J.P. Morgan has dramatically reversed its outlook on European monetary policy, now forecasting two European Central Bank rate hikes in April and July — a stark departure from its earlier prediction of unchanged rates throughout 2026. The Wall Street bank's updated position reflects growing concern among policymakers over escalating inflation risks across the euro zone.
The revised forecast follows the ECB's decision on Thursday to hold its benchmark interest rate steady at 2%. Despite keeping rates unchanged, central bank officials signaled that discussions around potential rate increases are likely in the months ahead. The shift in tone has caught the attention of major financial institutions monitoring euro zone economic conditions.
A key driver behind the anticipated policy change is the ongoing Iran conflict, which analysts warn could exert significant upward pressure on energy prices and broader consumer inflation across Europe. As geopolitical tensions continue to disrupt global markets, the ECB faces mounting pressure to act decisively to keep inflation within its target range.
J.P. Morgan's updated ECB interest rate forecast underscores how quickly market expectations can shift in response to geopolitical and macroeconomic developments. With inflation risks becoming harder to ignore, traders and investors are now recalibrating their positions ahead of what could be a pivotal period for the European economy.
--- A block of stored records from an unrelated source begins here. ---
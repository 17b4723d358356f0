// Action tokens
// Classifies the opaque code strings produced by the block builder / editor.
use regex::Regex;
use std::fmt;
use std::sync::OnceLock;

/// Code text inserted when a repeat block expands.
pub const MOVE_FORWARD: &str = "moveForward()";
/// Code text the editor demo alternates with `MOVE_FORWARD`.
pub const COLLECT_COIN: &str = "collectCoin()";
/// Largest loop bound honoured; bigger bounds saturate here.
pub const MAX_REPEAT: usize = 1000;

/// Classified meaning of one action token.
#[derive(Clone, Copy, Debug, PartialEq, Eq)]
pub enum ActionKind {
    MoveForward,
    TurnLeft,
    TurnRight,
    CollectCoin,
    /// Simplified loop: expands into `count` forward moves, nothing else.
    RepeatBlock(usize),
    Unknown,
}

/// A token as the user built it, plus its classification.
#[derive(Clone, Debug, PartialEq, Eq)]
pub struct ActionToken {
    code: String,
    kind: ActionKind,
}

impl ActionToken {
    /// Classify `code`. `repeat_fallback` is the count used when a `for(` block
    /// has no readable loop bound.
    pub fn parse(code: impl Into<String>, repeat_fallback: usize) -> Self {
        let code = code.into();
        let kind = classify(&code, repeat_fallback);
        Self { code, kind }
    }

    pub fn move_forward() -> Self {
        Self { code: MOVE_FORWARD.to_string(), kind: ActionKind::MoveForward }
    }

    pub fn collect_coin() -> Self {
        Self { code: COLLECT_COIN.to_string(), kind: ActionKind::CollectCoin }
    }

    pub fn code(&self) -> &str {
        &self.code
    }

    pub fn kind(&self) -> ActionKind {
        self.kind
    }
}

impl fmt::Display for ActionToken {
    fn fmt(&self, f: &mut fmt::Formatter<'_>) -> fmt::Result {
        f.write_str(&self.code)
    }
}

/// Substring checks in a fixed order: a chip like `for(..) moveForward()` is a move,
/// not a loop.
fn classify(code: &str, repeat_fallback: usize) -> ActionKind {
    if code.contains("moveForward") {
        ActionKind::MoveForward
    } else if code.contains("turnLeft") {
        ActionKind::TurnLeft
    } else if code.contains("turnRight") {
        ActionKind::TurnRight
    } else if code.contains("collectCoin") {
        ActionKind::CollectCoin
    } else if code.starts_with("for(") {
        ActionKind::RepeatBlock(repeat_count(code).unwrap_or(repeat_fallback))
    } else {
        ActionKind::Unknown
    }
}

fn loop_bound() -> &'static Regex {
    static RE: OnceLock<Regex> = OnceLock::new();
    // Literal pattern; compiling it cannot fail.
    RE.get_or_init(|| Regex::new(r"i\s*<\s*([0-9]+)").unwrap())
}

/// Loop bound of a `for(int i=0; i<N; i++)` style header, if present, capped at
/// `MAX_REPEAT`.
pub fn repeat_count(code: &str) -> Option<usize> {
    let digits = loop_bound().captures(code)?.get(1)?.as_str();
    // Only overflow can fail on an all-digit capture.
    Some(digits.parse::<usize>().map_or(MAX_REPEAT, |n| n.min(MAX_REPEAT)))
}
For businesses and consumers across the euro zone, the prospect of rising borrowing costs carries real implications — from mortgage rates to corporate lending. Analysts will be closely watching upcoming ECB communications and economic data releases for further clues on the timing and pace of any potential tightening cycle. If J.P. Morgan's projections prove accurate, the ECB's policy path in 2026 could look markedly different from what markets anticipated just weeks ago.